W 180 placówkach w całej Polsce można dziś za darmo wykonać badania spirometryczne, które pozwalają ocenić czynność płuc. Lekarze zachęcają do nich osoby, które mają przewlekły kaszel, świsty i duszność, a także osoby bez tych objawów, jeśli są po czterdziestce i palą tytoń.

REKLAMA

Właśnie dzisiaj, 27 czerwca, obchodzony jest Polski Dzień Spirometrii. Badania organizuje z tej okazji Polska Federacja Stowarzyszeń Chorych na Astmę i POChP, we współpracy z Narodowym Funduszem Zdrowia i Polskim Towarzystwem Alergologicznym.

SPRAWDŹ LISTĘ PLACÓWEK, KTÓRE BIORĄ UDZIAŁ W AKCJI!

Jak podkreśla prezes Federacji, dr Piotr Dąbrowiecki, spirometria jest nieinwazyjnym badaniem, niezbędnym do wykrycia poważnego, groźnego dla życia schorzenia - przewlekłej obturacyjnej choroby płuc (POChP). Odgrywa również ważną rolę w monitorowaniu leczenia astmy i oceny stopnia uszkodzenia układu oddechowego u osób, które na nią cierpią - dodaje.

W Polsce na astmę cierpi około 4 milionów osób, a na POChP - 2 miliony. Mniej więcej połowa z nich nie ma jeszcze postawionej diagnozy i nie jest leczona.

Głównym czynnikiem ryzyka POChP jest palenie tytoniu, a w dalszej kolejności bierne wdychanie dymu papierosowego, narażenie na pyły i inne zanieczyszczenia powietrza. Choroba rozwija się długo, przez mniej więcej 20-30 lat, ale początkowo nie daje wyraźnych objawów albo daje takie, które są uważane za normalne u palaczy - kaszel, świszczący oddech, duszność przy wysiłku. Nieleczona i zaniedbana POChP prowadzi do inwalidztwa oddechowego - w skrajnym stadium chorzy muszą korzystać z respiratora. Schorzenie skraca życie o mniej więcej 10-15 lat.

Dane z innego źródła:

//! 在真实 nifti 文件上跑完整流程.

use std::fs;
use std::path::Path;

use ndarray::{Array, Array3, Dimension, RemoveAxis};
use nifti::writer::WriterOptions;
use roi_berry::prelude::*;

/// 写出 `data`. nifti 的维度顺序为 (W, H, z), 读回后变为 (z, H, W).
fn write<D: Dimension + RemoveAxis>(root: &Path, rel: &str, data: &Array<f32, D>) {
    let p = root.join(rel);
    fs::create_dir_all(p.parent().unwrap()).unwrap();
    WriterOptions::new(&p).write_nifti(data).unwrap();
}

/// (W, H, z) = (3, 2, 2), 体素值只与 z 有关: 第 0 层为 1, 第 1 层为 3.
fn by_slice() -> Array3<f32> {
    Array3::from_shape_fn((3, 2, 2), |(_, _, z)| (2 * z + 1) as f32)
}

fn config(root: &Path, out: &Path) -> ExtractorConfig {
    ExtractorConfig::new(root, out, "mask.nii", vec![ImageSpec::new("img", "img.nii.gz")])
        .unwrap()
}

#[test]
fn test_read_back_axes() {
    let tmp = tempfile::tempdir().unwrap();
    write(tmp.path(), "v.nii", &by_slice());
    let v = Volume::open(tmp.path().join("v.nii")).unwrap();
    assert_eq!(v.shape(), (2, 2, 3));
    assert_eq!(v[(0, 1, 2)], 1.0);
    assert_eq!(v[(1, 0, 0)], 3.0);

    let size = NiftiReader.grid_size(&tmp.path().join("v.nii")).unwrap();
    assert_eq!(size, (2, 2, 3));
}

#[test]
fn test_single_frame_4d() {
    let tmp = tempfile::tempdir().unwrap();
    let data = Array::from_elem((3, 2, 2, 1), 0.5f32);
    write(tmp.path(), "v.nii", &data);
    let v = Volume::open(tmp.path().join("v.nii")).unwrap();
    assert_eq!(v.shape(), (2, 2, 3));

    let data = Array::from_elem((3, 2, 2, 2), 0.5f32);
    write(tmp.path(), "w.nii", &data);
    assert!(matches!(
        Volume::open(tmp.path().join("w.nii")),
        Err(roi_berry::LoadError::NotVolumetric { .. })
    ));
}

/// A 有掩膜和参数图, B 只有参数图: 只有 A 会被处理.
#[test]
fn test_end_to_end() {
    let root = tempfile::tempdir().unwrap();
    let out = tempfile::tempdir().unwrap();
    write(root.path(), "A/mask.nii", &Array3::<f32>::ones((3, 2, 2)));
    write(root.path(), "A/fit/img.nii.gz", &by_slice());
    write(root.path(), "B/img.nii.gz", &by_slice());

    let cfg = config(root.path(), out.path()).with_slice_statistics(true);
    let ex = Extractor::new(cfg).unwrap();
    assert_eq!(ex.worklist().case_ids().collect::<Vec<_>>(), ["A"]);
    assert!(ex.check_consistency().unwrap().is_empty());

    let summary = ex.run(&RunOptions::default(), &CancelToken::new()).unwrap();
    let s = summary.batch.records()[0].statistics();
    assert_eq!(s.get("img_mean"), Some(2.0));
    assert_eq!(s.get("img_std"), Some(1.0));
    assert_eq!(s.get("img_p50"), Some(2.0));
    assert_eq!(s.get("img-slice-0_mean"), Some(1.0));
    assert_eq!(s.get("img-slice-1_p95"), Some(3.0));
    // 常数切片的偏度无定义.
    assert!(s.get("img-slice-0_skewness").unwrap().is_nan());

    let text = fs::read_to_string(&summary.path).unwrap();
    let mut lines = text.lines();
    let header: Vec<_> = lines.next().unwrap().split(',').collect();
    assert_eq!(header.len(), 1 + 9 * 3);
    assert_eq!(&header[..3], ["case_id", "img_mean", "img_std"]);
    let row = lines.next().unwrap();
    assert!(row.starts_with("A,2,1,"));
    // 切片偏度 / 峰度为 NaN, 留空.
    assert!(row.contains(",,"));
    assert!(lines.next().is_none());
}

#[test]
fn test_size_mismatch_detected_and_isolated() {
    let root = tempfile::tempdir().unwrap();
    let out = tempfile::tempdir().unwrap();
    write(root.path(), "A/mask.nii", &Array3::<f32>::ones((3, 2, 2)));
    write(root.path(), "A/img.nii.gz", &Array3::<f32>::ones((4, 2, 2)));
    write(root.path(), "B/mask.nii", &Array3::<f32>::ones((3, 2, 2)));
    write(root.path(), "B/img.nii.gz", &by_slice());

    let ex = Extractor::new(config(root.path(), out.path())).unwrap();
    let found = ex.check_consistency().unwrap();
    assert_eq!(found.len(), 1);
    assert_eq!(found[0].case_id, "A");
    assert_eq!(found[0].first.1, (2, 2, 3));
    assert_eq!(found[0].second.1, (2, 2, 4));

    // 检查只做诊断; 计算时 A 因形状不一致失败, 串行模式下被跳过.
    let summary = ex.run(&RunOptions::default(), &CancelToken::new()).unwrap();
    assert_eq!(summary.batch.case_ids().collect::<Vec<_>>(), ["B"]);
    assert_eq!(summary.batch.failed()[0].0, "A");
}

#[test]
fn test_filter_on_real_files() {
    let root = tempfile::tempdir().unwrap();
    let out = tempfile::tempdir().unwrap();
    write(root.path(), "A/mask.nii", &Array3::<f32>::ones((3, 2, 2)));
    write(root.path(), "A/img.nii.gz", &by_slice());

    let cfg = config(root.path(), out.path())
        .with_filters([("img", (2.0, 10.0))])
        .unwrap();
    let ex = Extractor::new(cfg).unwrap();
    let opts = RunOptions {
        workers: 2,
        ..RunOptions::default()
    };
    let batch = ex.extract(&opts, &CancelToken::new()).unwrap();
    let s = batch.records()[0].statistics();
    assert_eq!(s.get("img_mean"), Some(3.0));
    assert_eq!(s.get("img_std"), Some(0.0));
}
//! 🍇欢迎光临🍓
//!
//! 涵盖了本 crate 一系列常用的功能.

pub use crate::Idx3d;

pub use crate::data::{Mask, NiftiReader, Volume, VolumeSource};
pub use crate::dataset::{check_consistency, Case, CaseMatcher, ImageSpec, Worklist};

pub use crate::refine::{refine, MaskFilters};
pub use crate::stats::{compute_statistics, compute_statistics_core, Statistics};

pub use crate::extract::{
    clamp_workers, Batch, CancelToken, CaseRecord, Extractor, ExtractorConfig, FailurePolicy,
    RunOptions,
};

pub use crate::consts::DEFAULT_PERCENTILES;
pub use crate::dataset::home_dataset_dir_with;
//! `roi-extract`: 按病例批量提取掩膜区域统计量.

use std::error::Error;

use clap::Parser;
use log::{error, warn};
use roi_berry::CancelToken;

mod cli;
mod runner;

fn main() -> Result<(), Box<dyn Error>> {
    let cli = cli::Cli::parse();
    utils::init_logger(utils::log_level(cli.verbose, cli.quiet))?;

    let cancel = CancelToken::new();
    {
        let cancel = cancel.clone();
        ctrlc::set_handler(move || {
            warn!("Processor abort");
            cancel.cancel();
        })?;
    }

    let summary = match runner::run(&cli, &cancel) {
        Ok(Some(summary)) => summary,
        Ok(None) => return Ok(()),
        Err(e) => {
            error!("{e}");
            return Err(e);
        }
    };

    utils::sep();
    println!("Report: {}", summary.path.display());
    println!("Rows: {}", summary.batch.records().len());
    if !summary.batch.failed().is_empty() {
        println!("Failed cases:");
        for (case_id, e) in summary.batch.failed() {
            println!("  {case_id}: {e}");
        }
    }
    utils::sep();
    Ok(())
}
//! 掩膜精化: 用参数图的取值范围进一步收缩掩膜.
//!
//! 结果为原掩膜与每条过滤规则 `lower < image < upper` (两端均为开区间)
//! 逐体素取逻辑与.

use ndarray::Zip;
use thiserror::Error;

use crate::data::{Mask, Volume};
use crate::Idx3d;

/// 构建过滤规则时的配置错误. 在处理任何病例之前就会报告.
#[derive(Debug, Clone, PartialEq, Error)]
pub enum FilterError {
    /// 过滤规则引用了未配置的参数图.
    #[error("filter key `{key}` not in images {known:?}")]
    UnknownImage {
        /// 过滤规则的键.
        key: String,

        /// 已配置的参数图逻辑名.
        known: Vec<String>,
    },

    /// 区间端点为 NaN, 无法比较.
    #[error("filter `{key}` has a NaN bound")]
    NanBound {
        /// 过滤规则的键.
        key: String,
    },
}

/// 精化单个病例掩膜时的错误.
#[derive(Debug, Clone, PartialEq, Eq, Error)]
pub enum RefineError {
    /// 过滤规则对应的参数图未被加载.
    #[error("image `{0}` required by the mask filter is not loaded")]
    MissingImage(String),

    /// 掩膜与参数图形状不一致.
    #[error("mask shape {mask:?} does not match image `{name}` shape {image:?}")]
    ShapeMismatch {
        /// 参数图逻辑名.
        name: String,

        /// 掩膜形状.
        mask: Idx3d,

        /// 参数图形状.
        image: Idx3d,
    },
}

/// 参数图取值范围过滤规则: 逻辑名 -> (下界, 上界), 两端均不包含.
///
/// 构建时校验所有键都是已配置的参数图. 构建后不可变.
#[derive(Debug, Clone, PartialEq, Default)]
pub struct MaskFilters {
    ranges: Vec<(String, (f64, f64))>,
}

impl MaskFilters {
    /// 根据 `filters` 构建, `image_names` 为已配置的参数图逻辑名.
    ///
    /// 同一个键出现多次时, 后者覆盖前者.
    pub fn new<I, K, S>(filters: I, image_names: &[S]) -> Result<Self, FilterError>
    where
        I: IntoIterator<Item = (K, (f64, f64))>,
        K: Into<String>,
        S: AsRef<str>,
    {
        let mut ranges: Vec<(String, (f64, f64))> = Vec::new();
        for (key, (lower, upper)) in filters {
            let key = key.into();
            if !image_names.iter().any(|n| n.as_ref() == key) {
                return Err(FilterError::UnknownImage {
                    key,
                    known: image_names.iter().map(|n| n.as_ref().to_owned()).collect(),
                });
            }
            if lower.is_nan() || upper.is_nan() {
                return Err(FilterError::NanBound { key });
            }
            match ranges.iter_mut().find(|(k, _)| *k == key) {
                Some((_, r)) => *r = (lower, upper),
                None => ranges.push((key, (lower, upper))),
            }
        }
        Ok(Self { ranges })
    }

    /// 是否没有任何规则.
    #[inline]
    pub fn is_empty(&self) -> bool {
        self.ranges.is_empty()
    }

    /// 规则个数.
    #[inline]
    pub fn len(&self) -> usize {
        self.ranges.len()
    }

    /// 按插入顺序迭代 (逻辑名, (下界, 上界)).
    pub fn iter(&self) -> impl ExactSizeIterator<Item = (&str, (f64, f64))> {
        self.ranges.iter().map(|(k, r)| (k.as_str(), *r))
    }
}

/// 用 `filters` 精化 `mask`. `images` 为 (逻辑名, 体数据) 列表.
///
/// 对同一规则重复精化结果不变.
pub fn refine(
    mask: &Mask,
    images: &[(String, Volume)],
    filters: &MaskFilters,
) -> Result<Mask, RefineError> {
    let mut data = mask.data().to_owned();

    for (key, (lower, upper)) in filters.iter() {
        let image = images
            .iter()
            .find_map(|(n, v)| (n == key).then_some(v))
            .ok_or_else(|| RefineError::MissingImage(key.to_owned()))?;
        if image.shape() != mask.shape() {
            return Err(RefineError::ShapeMismatch {
                name: key.to_owned(),
                mask: mask.shape(),
                image: image.shape(),
            });
        }

        let keep = move |m: &mut bool, v: &f32| {
            let v = f64::from(*v);
            *m = *m && v > lower && v < upper;
        };

        #[cfg(feature = "rayon")]
        Zip::from(&mut data).and(image.data()).par_for_each(keep);
        #[cfg(not(feature = "rayon"))]
        Zip::from(&mut data).and(image.data()).for_each(keep);
    }

    Ok(Mask::from_array(data))
}

#[cfg(test)]
mod tests {
    use super::{refine, FilterError, MaskFilters, RefineError};
    use crate::data::{Mask, Volume};
    use ndarray::Array3;

    fn images() -> Vec<(String, Volume)> {
        let a = Array3::from_shape_vec(
            (1, 2, 4),
            vec![-0.5, 0.0, 0.2, 0.99, 1.0, 1.5, 0.5, 0.7],
        )
        .unwrap();
        let b = Array3::from_elem((1, 2, 4), 10.0);
        vec![
            ("A".to_owned(), Volume::from_array(a)),
            ("B".to_owned(), Volume::from_array(b)),
        ]
    }

    fn mask() -> Mask {
        Mask::from_array(
            Array3::from_shape_vec(
                (1, 2, 4),
                vec![true, true, true, true, true, true, false, true],
            )
            .unwrap(),
        )
    }

    #[test]
    fn test_unknown_key_rejected() {
        let e = MaskFilters::new([("C", (0.0, 1.0))], &["A", "B"]).unwrap_err();
        assert_eq!(
            e,
            FilterError::UnknownImage {
                key: "C".to_owned(),
                known: vec!["A".to_owned(), "B".to_owned()],
            }
        );
        let e = MaskFilters::new([("A", (f64::NAN, 1.0))], &["A"]).unwrap_err();
        assert!(matches!(e, FilterError::NanBound { .. }));
    }

    #[test]
    fn test_duplicate_key_overrides() {
        let f = MaskFilters::new([("A", (0.0, 1.0)), ("A", (2.0, 3.0))], &["A"]).unwrap();
        assert_eq!(f.len(), 1);
        assert_eq!(f.iter().next(), Some(("A", (2.0, 3.0))));
    }

    /// `{A: (0, 1)}` 的结果等于 `M & (A > 0) & (A < 1)`.
    #[test]
    fn test_exclusive_bounds() {
        let f = MaskFilters::new([("A", (0.0, 1.0))], &["A", "B"]).unwrap();
        let imgs = images();
        let out = refine(&mask(), &imgs, &f).unwrap();

        let m = mask();
        let a = imgs[0].1.data();
        let expected = Array3::from_shape_fn((1, 2, 4), |p| m[p] && a[p] > 0.0 && a[p] < 1.0);
        assert_eq!(out.data(), expected.view());
        // 0.2, 0.99 选中; 0.5 被原掩膜排除; 0.7 选中.
        assert_eq!(out.count(), 3);
    }

    #[test]
    fn test_idempotent() {
        let f = MaskFilters::new([("A", (0.0, 1.0)), ("B", (5.0, 20.0))], &["A", "B"]).unwrap();
        let imgs = images();
        let once = refine(&mask(), &imgs, &f).unwrap();
        let twice = refine(&once, &imgs, &f).unwrap();
        assert_eq!(once, twice);
    }

    #[test]
    fn test_empty_filters_keep_mask() {
        let f = MaskFilters::default();
        assert!(f.is_empty());
        assert_eq!(refine(&mask(), &images(), &f).unwrap(), mask());
    }

    #[test]
    fn test_shape_mismatch() {
        let f = MaskFilters::new([("A", (0.0, 1.0))], &["A"]).unwrap();
        let m = Mask::from_array(Array3::from_elem((2, 2, 4), true));
        let e = refine(&m, &images(), &f).unwrap_err();
        assert_eq!(
            e,
            RefineError::ShapeMismatch {
                name: "A".to_owned(),
                mask: (2, 2, 4),
                image: (1, 2, 4),
            }
        );

        let e = refine(&m, &[], &f).unwrap_err();
        assert_eq!(e, RefineError::MissingImage("A".to_owned()));
    }
}
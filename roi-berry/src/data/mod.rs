use std::io;
use std::ops::Index;
use std::path::{Path, PathBuf};

use ndarray::{Array3, ArrayView2, ArrayView3, Axis, Ix3, Zip};
use nifti::{IntoNdArray, NiftiHeader, NiftiObject, ReaderOptions};
use thiserror::Error;

use crate::Idx3d;

/// 读取体数据时的错误.
#[derive(Debug, Error)]
pub enum LoadError {
    /// nifti 文件无法解码.
    #[error("failed to decode `{}`: {source}", path.display())]
    Nifti {
        /// 文件路径.
        path: PathBuf,

        /// 底层错误.
        #[source]
        source: nifti::NiftiError,
    },

    /// 文件不是三维体数据 (允许第四维长度为 1).
    #[error("`{}` is not a 3-D volume (dims: {dims:?})", path.display())]
    NotVolumetric {
        /// 文件路径.
        path: PathBuf,

        /// 文件中记录的各维长度.
        dims: Vec<usize>,
    },

    /// 其他底层 I/O 错误.
    #[error("failed to read `{}`: {source}", path.display())]
    Io {
        /// 文件路径.
        path: PathBuf,

        /// 底层错误.
        #[source]
        source: io::Error,
    },
}

/// 体数据读取能力.
///
/// 批处理流程只通过该 trait 访问磁盘上的图像, 这样测试时可以替换为内存实现.
/// 实现者必须可以跨线程共享.
pub trait VolumeSource: Sync {
    /// 读取 `path` 处的三维体数据, 按 (z, 高, 宽) 顺序排列.
    fn read_volume(&self, path: &Path) -> Result<Volume, LoadError>;

    /// 只读取 `path` 处体数据的网格尺寸, 按 (z, 高, 宽) 顺序.
    ///
    /// 默认实现会读取完整数据, 实现者应尽量只读取文件头.
    fn grid_size(&self, path: &Path) -> Result<Idx3d, LoadError> {
        self.read_volume(path).map(|v| v.shape())
    }
}

/// 基于 `nifti` crate 的读取器, 支持 `.nii` 与 `.nii.gz`.
#[derive(Copy, Clone, Debug, Default)]
pub struct NiftiReader;

/// 将 (W, H, z) 转换成 (z, H, W). 以后均按照该模式访问.
#[inline]
fn get_shape_from_header(h: &NiftiHeader) -> Idx3d {
    // [W, H, z]. 体素个数数组.
    let [_, w, h, z, ..] = h.dim;
    (z as usize, h as usize, w as usize)
}

impl VolumeSource for NiftiReader {
    fn read_volume(&self, path: &Path) -> Result<Volume, LoadError> {
        let nifti_err = |source| LoadError::Nifti {
            path: path.to_owned(),
            source,
        };
        let obj = ReaderOptions::new().read_file(path).map_err(nifti_err)?;
        let data = obj
            .into_volume()
            .into_ndarray::<f32>()
            .map_err(nifti_err)?;

        let dims = data.shape().to_vec();
        let data = match dims.as_slice() {
            [_, _, _] => data,
            // 单帧 4D 文件 (如部分拟合软件输出的参数图), 去掉时间维.
            [_, _, _, 1] => data.index_axis_move(Axis(3), 0),
            _ => {
                return Err(LoadError::NotVolumetric {
                    path: path.to_owned(),
                    dims: dims.clone(),
                })
            }
        };

        // [W, H, z] -> [z, H, W].
        // hint: 原第一维向下增长, 原第二维向右增长.
        let data = data
            .into_dimensionality::<Ix3>()
            .map_err(|_| LoadError::NotVolumetric {
                path: path.to_owned(),
                dims,
            })?
            .permuted_axes([2, 1, 0]);

        // The nature of nifti data field layout.
        let data = if data.is_standard_layout() {
            data
        } else {
            data.as_standard_layout().into_owned()
        };

        Ok(Volume::from_array(data))
    }

    fn grid_size(&self, path: &Path) -> Result<Idx3d, LoadError> {
        let header = NiftiHeader::from_file(path).map_err(|source| LoadError::Nifti {
            path: path.to_owned(),
            source,
        })?;
        Ok(get_shape_from_header(&header))
    }
}

/// 三维标量图 (参数图), 体素值以 `f32` 保存, 按 (z, 高, 宽) 顺序访问.
#[derive(Debug, Clone, PartialEq)]
pub struct Volume {
    data: Array3<f32>,
}

impl Index<Idx3d> for Volume {
    type Output = f32;

    #[inline]
    fn index(&self, index: Idx3d) -> &Self::Output {
        &self.data[index]
    }
}

impl Volume {
    /// 打开 nii 文件格式的体数据. 如果打开成功, 则返回 `Ok(Self)`, 否则返回 `Err`.
    #[inline]
    pub fn open<P: AsRef<Path>>(path: P) -> Result<Self, LoadError> {
        NiftiReader.read_volume(path.as_ref())
    }

    /// 直接由 (z, 高, 宽) 排列的数组创建.
    #[inline]
    pub fn from_array(data: Array3<f32>) -> Self {
        Self { data }
    }

    /// 获取数据形状大小.
    #[inline]
    pub fn shape(&self) -> Idx3d {
        self.data.dim()
    }

    /// 获取水平切片个数.
    #[inline]
    pub fn len_z(&self) -> usize {
        self.data.len_of(Axis(0))
    }

    /// 获得数据的一份不可变 shallow copy.
    #[inline]
    pub fn data(&self) -> ArrayView3<'_, f32> {
        self.data.view()
    }

    /// 获取第 `z_index` 层切片视图.
    ///
    /// 当 `z_index` 越界时 panic.
    #[inline]
    pub fn slice_at(&self, z_index: usize) -> ArrayView2<'_, f32> {
        self.data.index_axis(Axis(0), z_index)
    }

    /// 消费自我, 获得底层数组.
    #[inline]
    pub fn into_array(self) -> Array3<f32> {
        self.data
    }
}

/// 三维布尔掩膜, 与配对的参数图形状一致时才有意义.
#[derive(Debug, Clone, PartialEq, Eq)]
pub struct Mask {
    data: Array3<bool>,
}

impl Index<Idx3d> for Mask {
    type Output = bool;

    #[inline]
    fn index(&self, index: Idx3d) -> &Self::Output {
        &self.data[index]
    }
}

impl Mask {
    /// 将体数据按 "大于 0" 解释为布尔掩膜.
    pub fn from_volume(volume: &Volume) -> Self {
        let mut data = Array3::from_elem(volume.shape(), false);
        Zip::from(&mut data)
            .and(&volume.data)
            .for_each(|m, &v| *m = v > 0.0);
        Self { data }
    }

    /// 直接由 (z, 高, 宽) 排列的布尔数组创建.
    #[inline]
    pub fn from_array(data: Array3<bool>) -> Self {
        Self { data }
    }

    /// 获取数据形状大小.
    #[inline]
    pub fn shape(&self) -> Idx3d {
        self.data.dim()
    }

    /// 获取水平切片个数.
    #[inline]
    pub fn len_z(&self) -> usize {
        self.data.len_of(Axis(0))
    }

    /// 被选中的体素个数.
    #[inline]
    pub fn count(&self) -> usize {
        self.data.iter().filter(|p| **p).count()
    }

    /// 第 `z_index` 层切片中被选中的像素个数.
    ///
    /// 当 `z_index` 越界时 panic.
    #[inline]
    pub fn count_at(&self, z_index: usize) -> usize {
        self.slice_at(z_index).iter().filter(|p| **p).count()
    }

    /// 获得数据的一份不可变 shallow copy.
    #[inline]
    pub fn data(&self) -> ArrayView3<'_, bool> {
        self.data.view()
    }

    /// 获取第 `z_index` 层切片视图.
    ///
    /// 当 `z_index` 越界时 panic.
    #[inline]
    pub fn slice_at(&self, z_index: usize) -> ArrayView2<'_, bool> {
        self.data.index_axis(Axis(0), z_index)
    }

    /// 消费自我, 获得底层数组.
    #[inline]
    pub fn into_array(self) -> Array3<bool> {
        self.data
    }
}

#[cfg(test)]
mod tests {
    use super::{Mask, Volume};
    use ndarray::Array3;

    #[test]
    fn test_mask_from_volume_is_positive() {
        let v = Volume::from_array(
            Array3::from_shape_vec((2, 1, 3), vec![0.0, 1.0, -1.0, 0.5, 0.0, 2.0]).unwrap(),
        );
        let m = Mask::from_volume(&v);
        assert_eq!(m.shape(), (2, 1, 3));
        assert_eq!(m.count(), 3);
        assert_eq!(m.count_at(0), 1);
        assert_eq!(m.count_at(1), 2);
        assert!(!m[(0, 0, 2)]);
        assert!(m[(1, 0, 0)]);
    }

    #[test]
    fn test_volume_slices() {
        let v = Volume::from_array(Array3::from_shape_fn((3, 2, 2), |(z, h, w)| {
            (z * 100 + h * 10 + w) as f32
        }));
        assert_eq!(v.len_z(), 3);
        assert_eq!(v.slice_at(2)[(1, 0)], 210.0);
        assert_eq!(v[(1, 1, 1)], 111.0);
    }
}
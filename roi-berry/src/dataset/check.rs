//! 病例内文件网格尺寸一致性检查.
//!
//! 这是独立的只读诊断, 与批处理主流程解耦: 它会重新扫描根目录,
//! 只报告问题, 从不中止.

use std::fmt;
use std::io;
use std::path::{Path, PathBuf};

use itertools::Itertools;
use log::warn;

use super::CaseMatcher;
use crate::data::VolumeSource;
use crate::Idx3d;

/// 同一病例内两个文件网格尺寸不一致.
#[derive(Debug, Clone, PartialEq, Eq)]
pub struct SizeMismatch {
    /// 病例名.
    pub case_id: String,

    /// 第一个文件及其尺寸 (z, 高, 宽).
    pub first: (PathBuf, Idx3d),

    /// 第二个文件及其尺寸 (z, 高, 宽).
    pub second: (PathBuf, Idx3d),
}

impl fmt::Display for SizeMismatch {
    fn fmt(&self, f: &mut fmt::Formatter<'_>) -> fmt::Result {
        write!(
            f,
            "size mismatch in case `{}`: {} (size: {:?}) and {} (size: {:?})",
            self.case_id,
            self.first.0.display(),
            self.first.1,
            self.second.0.display(),
            self.second.1,
        )
    }
}

/// 对 `root` 下每个完整病例, 两两比较所有必需文件的网格尺寸.
///
/// 每个不一致都会以 `warn` 级别记录并收集返回. 无法读取文件头的文件会被记录并跳过.
/// 仅当 `root` 本身无法读取时返回 `Err`.
pub fn check_consistency<P, S>(
    root: P,
    matcher: &CaseMatcher,
    source: &S,
) -> io::Result<Vec<SizeMismatch>>
where
    P: AsRef<Path>,
    S: VolumeSource + ?Sized,
{
    let worklist = matcher.scan(root)?;
    let mut ans = Vec::new();

    for case in worklist.iter() {
        let sizes: Vec<(&Path, Idx3d)> = case
            .files()
            .filter_map(|p| match source.grid_size(p) {
                Ok(size) => Some((p, size)),
                Err(e) => {
                    warn!("case `{}`: skipping unreadable file: {e}", case.case_id());
                    None
                }
            })
            .collect();

        for ((p1, s1), (p2, s2)) in sizes.iter().tuple_combinations() {
            if s1 != s2 {
                let m = SizeMismatch {
                    case_id: case.case_id().to_owned(),
                    first: (p1.to_path_buf(), *s1),
                    second: (p2.to_path_buf(), *s2),
                };
                warn!("{m}");
                ans.push(m);
            }
        }
    }
    Ok(ans)
}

Dr Dąbrowiecki zwraca uwagę, że im wcześniej wykryje się POChP, tym wcześniej można rozpocząć leczenie, a dzięki temu wydłużyć życie chorych i poprawić jego jakość. Zdaniem alergologa, można w ten sposób zapobiec wielu tragediom. Prowadzę poradnię domowego leczenia tlenem dla chorych z ciężką POCHP i ciężką astmą. Ci chorzy chcieliby cofnąć czas o 10-20 lat, ale nie mogą tego zrobić - podkreśla lekarz.

Dodaje, że dostęp do badania spirometrycznego jest w Polsce ograniczony, gdyż wykonuje się je u specjalistów, do których coraz trudniej ostatnio się dostać. Osoby, które odczuwają duszność powinny mieć wykonywane EKG i spirometrię. Tymczasem to drugie badanie jest wykonywane 10-20 razy rzadziej niż EKG - mówi.

Specjalista podkreśla, że na godzinę przez spirometrią nie powinno się palić papierosów. Dobrze jest też wcześniej przypomnieć sobie, jakie leki zażywamy, jakie mamy objawy ze strony układu oddechowego, czy mieszkamy w miejscu, gdzie jesteśmy narażeni na zanieczyszczenia powietrza, np. pyły czy spaliny samochodowe.